How do you align your technology use to meet business goals? In the past year and a half, we have moved to an agile delivery methodology. Following the principles of agile, a team has a product owner that often is from the business. The product owner is the decision maker and prioritises all the work that's getting done in the self-managed work unit called a scrum team. Because we have a tight partnership with the business as the product owner our scrum teams maintain a back log and roadmap that's prioritised from to meet the highest priority business goals.  

Do you have any trouble matching product/service strategy with tech strategy? This is a discipline that DocuSign has matured into over the last 2 years. We are now using Geoffrey Moore's zone framework for our strategic planning. Moore's framework breaks company initiatives into four different quadrants, the performance, productivity, innovation and transformation zones.  This framework has helped us align the productivity and systems projects that we're doing with the product innovation we're leading.

What makes an effective tech strategy? It all starts with with the company vision. The tech strategy has to support the company vision and it cannot be technology for technology's sake. It has to be built through the voice of the customer - understanding who your customer is and their needs.

What predictions do you have for the role of the CTO in the future? I think the CTO will continue to be closer to the customer. I think 10 years ago the CTO was a very back office, technology focused role and today and in the future the role will move closer and closer to the business and customer.

What has been your greatest career achievement? This answer is likely biased by the fact that my oldest daughter just got home from her first year at college, but in this moment I feel that my greatest career achievement has been that I've been able to have a very successful professional career and also raise two confident, independent daughters who see their mum as a role model. Could it get any better than that? I don't think so. It's so difficult as a woman going through your career and constantly having to make choices between your career and your family. I always felt so guilty and like I was screwing up. Finally, I've gotten to a place where, somehow, I've achieved career success and I've achieved success as a parent and it's amazing.

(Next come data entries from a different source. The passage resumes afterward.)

use crate::{
    dsp::Param,
    graph::node::{GraphNode, Release, RenderCtx, VoiceState},
    GAIN_FLOOR,
};

/*
Envelope Node
=============

An envelope is a gain curve over the life of a voice, rendered as a signal
and multiplied into the sound with `.amplify()`. It is built on `Param`, so
every segment is a scheduled ramp rather than a per-sample state machine.

Shapes:
-------

ADSR (sustaining voices):

  level
   peak ┤   /\
        │  /  \______________   sustain
        │ /                  \
  floor ┤/                    \____
        └──┬───┬─────────────┬────┬──→ time
          atk  decay        rel  end

  floor → peak (exponential, attack) → sustain (exponential, decay) → hold
  until released → floor (exponential, release).

Breakpoints (one-shots):

  Explicit points after the floor at t = 0, e.g. a clap:
    exp 0.85 @3 ms, set 0.35 @20 ms, set 0.60 @32 ms, exp floor @110 ms
  There is no sustain; the voice is silent after the last point.

Release:
--------

Releasing at `t` pins the current value (so there is no jump back to an
earlier level) and ramps to the floor over the release time. A fast release
(stop, panic) caps that time. A release that would end later than one
already in progress is ignored, so a forced stop never lengthens a voice.

Everything starts from and decays to `GAIN_FLOOR`, never zero, because an
exponential ramp cannot start or end at 0.

Example usage:
  // Chord tone held for 0.5 s, then a 0.75 s release
  let voice = OscNode::triangle(220.0)
      .amplify(EnvNode::adsr(0.004, 0.22, 0.9, 0.38, 0.75).release_after(0.5));

  // Hi-hat
  let hat = NoiseNode::new(noise)
      .through(FilterNode::new(Biquad::highpass(7000.0, 0.0)))
      .amplify(EnvNode::breakpoints(&[
          Breakpoint::Exp(0.002, 0.55),
          Breakpoint::Exp(0.045, GAIN_FLOOR),
      ]));
*/

/// Minimum level targeted by attack and decay ramps.
const MIN_LEVEL: f32 = 2.0 * GAIN_FLOOR;

/// Release used by one-shot envelopes when stopped without an explicit fade.
const ONE_SHOT_RELEASE: f64 = 0.05;

#[derive(Debug, Clone, Copy, PartialEq)]
pub enum Breakpoint {
    /// Jump to the value at the time.
    Set(f64, f32),
    /// Exponential ramp ending at the time.
    Exp(f64, f32),
    /// Linear ramp ending at the time.
    Linear(f64, f32),
}

impl Breakpoint {
    fn time(self) -> f64 {
        match self {
            Breakpoint::Set(t, _) | Breakpoint::Exp(t, _) | Breakpoint::Linear(t, _) => t,
        }
    }
}

#[derive(Debug, Clone)]
pub struct EnvNode {
    gain: Param,
    attack_end: f64,
    decay_end: f64,
    sustains: bool,
    release: f64,
    release_start: f64,
    end: f64,
    time: f64,
}

impl EnvNode {
    /// Floor → `peak` over `attack` → `sustain` over `decay`, then hold until
    /// released. Levels are absolute (already scaled by velocity).
    pub fn adsr(attack: f64, decay: f64, peak: f32, sustain: f32, release: f64) -> Self {
        let attack = attack.max(0.0);
        let decay_end = attack + decay.max(0.0);
        let mut gain = Param::new(GAIN_FLOOR);
        gain.set_value_at(0.0, GAIN_FLOOR)
            .exponential_ramp_to(peak.max(MIN_LEVEL), attack)
            .exponential_ramp_to(sustain.max(MIN_LEVEL), decay_end);

        Self {
            gain,
            attack_end: attack,
            decay_end,
            sustains: true,
            release: release.max(0.0),
            release_start: f64::INFINITY,
            end: f64::INFINITY,
            time: 0.0,
        }
    }

    /// Floor → `level` over `attack`, then hold until released.
    pub fn attack_hold(attack: f64, level: f32, release: f64) -> Self {
        Self::adsr(attack, 0.0, level, level, release)
    }

    /// One-shot curve through explicit points after the floor at t = 0.
    pub fn breakpoints(points: &[Breakpoint]) -> Self {
        let mut gain = Param::new(GAIN_FLOOR);
        gain.set_value_at(0.0, GAIN_FLOOR);
        for &point in points {
            match point {
                Breakpoint::Set(t, v) => gain.set_value_at(t, v),
                Breakpoint::Exp(t, v) => gain.exponential_ramp_to(v, t),
                Breakpoint::Linear(t, v) => gain.linear_ramp_to(v, t),
            };
        }
        let attack_end = points.first().map_or(0.0, |p| p.time());
        let end = points.iter().map(|p| p.time()).fold(0.0, f64::max);

        Self {
            gain,
            attack_end,
            decay_end: end,
            sustains: false,
            release: ONE_SHOT_RELEASE,
            release_start: end,
            end,
            time: 0.0,
        }
    }

    /// Schedule the natural release `length` seconds after the start.
    pub fn release_after(mut self, length: f64) -> Self {
        let release = self.release;
        self.release_at(length.max(0.0), release);
        self
    }

    /// Instant the voice goes silent, or infinity while held.
    pub fn end(&self) -> f64 {
        self.end
    }

    pub fn release_start(&self) -> f64 {
        self.release_start
    }

    pub fn value_at(&self, time: f64) -> f32 {
        self.gain.value_at(time)
    }

    pub fn stage_at(&self, time: f64) -> VoiceState {
        if time >= self.end {
            VoiceState::Silent
        } else if time < self.attack_end {
            VoiceState::Attack
        } else if time < self.decay_end {
            VoiceState::Decay
        } else if self.sustains && time < self.release_start {
            VoiceState::Sustain
        } else if self.sustains {
            VoiceState::Release
        } else {
            VoiceState::Decay
        }
    }

    fn release_at(&mut self, at: f64, duration: f64) {
        let current = self.gain.hold_at(at);
        if current < GAIN_FLOOR {
            self.gain.set_value_at(at, GAIN_FLOOR);
        }
        self.gain.exponential_ramp_to(GAIN_FLOOR, at + duration);
        self.release_start = self.release_start.min(at);
        self.end = at + duration;
        // A release inside the attack or decay cuts those phases short.
        self.attack_end = self.attack_end.min(at);
        self.decay_end = self.decay_end.min(at);
    }
}

impl GraphNode for EnvNode {
    fn render_block(&mut self, out: &mut [f32], ctx: &RenderCtx) {
        self.gain.render(out, ctx.time, ctx.sample_rate);
        self.time = ctx.time_at(out.len());
    }

    fn note_off(&mut self, release: &Release) {
        let at = release.at.max(0.0);
        let duration = release
            .fade
            .map_or(self.release, |fade| fade.min(self.release).max(0.0));
        if at >= self.end || (at >= self.release_start && self.end <= at + duration) {
            return;
        }
        self.release_at(at, duration);
    }

    fn stage(&self) -> Option<VoiceState> {
        Some(self.stage_at(self.time))
    }

    fn is_active(&self) -> bool {
        self.time < self.end
    }
}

Looking back with 20:20 hindsight, what would you have done differently? I spent the first half of my career trying to out-man the men. I'd dress like the men, talk like the men and was aggressive like the men. That strategy worked really well when I was young because I think the men I was working with thought it was cute, but when I got to a more contemporary age, it became the absolute opposite of cute and became very limiting. It wasn't until I started to embrace the fact that I was a woman and stopped trying to be something I wasn't that things started to turn around. Slowly I learned to leverage the inherent skills that I have, both being able to stand up for myself and handle conflict situations, but also showing my softer more vulnerable side. I just wish I'd brought those two together sooner. I hope the women in technology and business today aren't making the same mistakes I did.

What are you reading now? I'm reading the book, Bad blood. It's the Elizabeth Holmes, Theranos story. It is fascinating and very hard to put down. She's a young woman, who is trying to make it in a very male dominated world right here in my backyard, the Bay Area. I'm also reading a novel called The Post Birthday World by Lionel Schiver and it goes back and forth between a person who took path A but the book shows you what life would have been like had the person taken path B. We all have our points in our life when we have major decisions to make and yet you can only take one path. One wonders what life would have been like if I'd taken path B? It's a super interesting way to see human dilemma being brought to life.

Most people don't know that I… I dance and do ariel silks (think circus arts). It is so beautiful when done with great skill, but it is really hard! Part of the beauty is that it looks so easy and yet it is not. It's made me mentally and physically a lot stronger.

In my spare time, I like to…Dance.

Ask me to do anything but… I'm fearless, but I do have a motto -- I'll do anything unless it could kill me.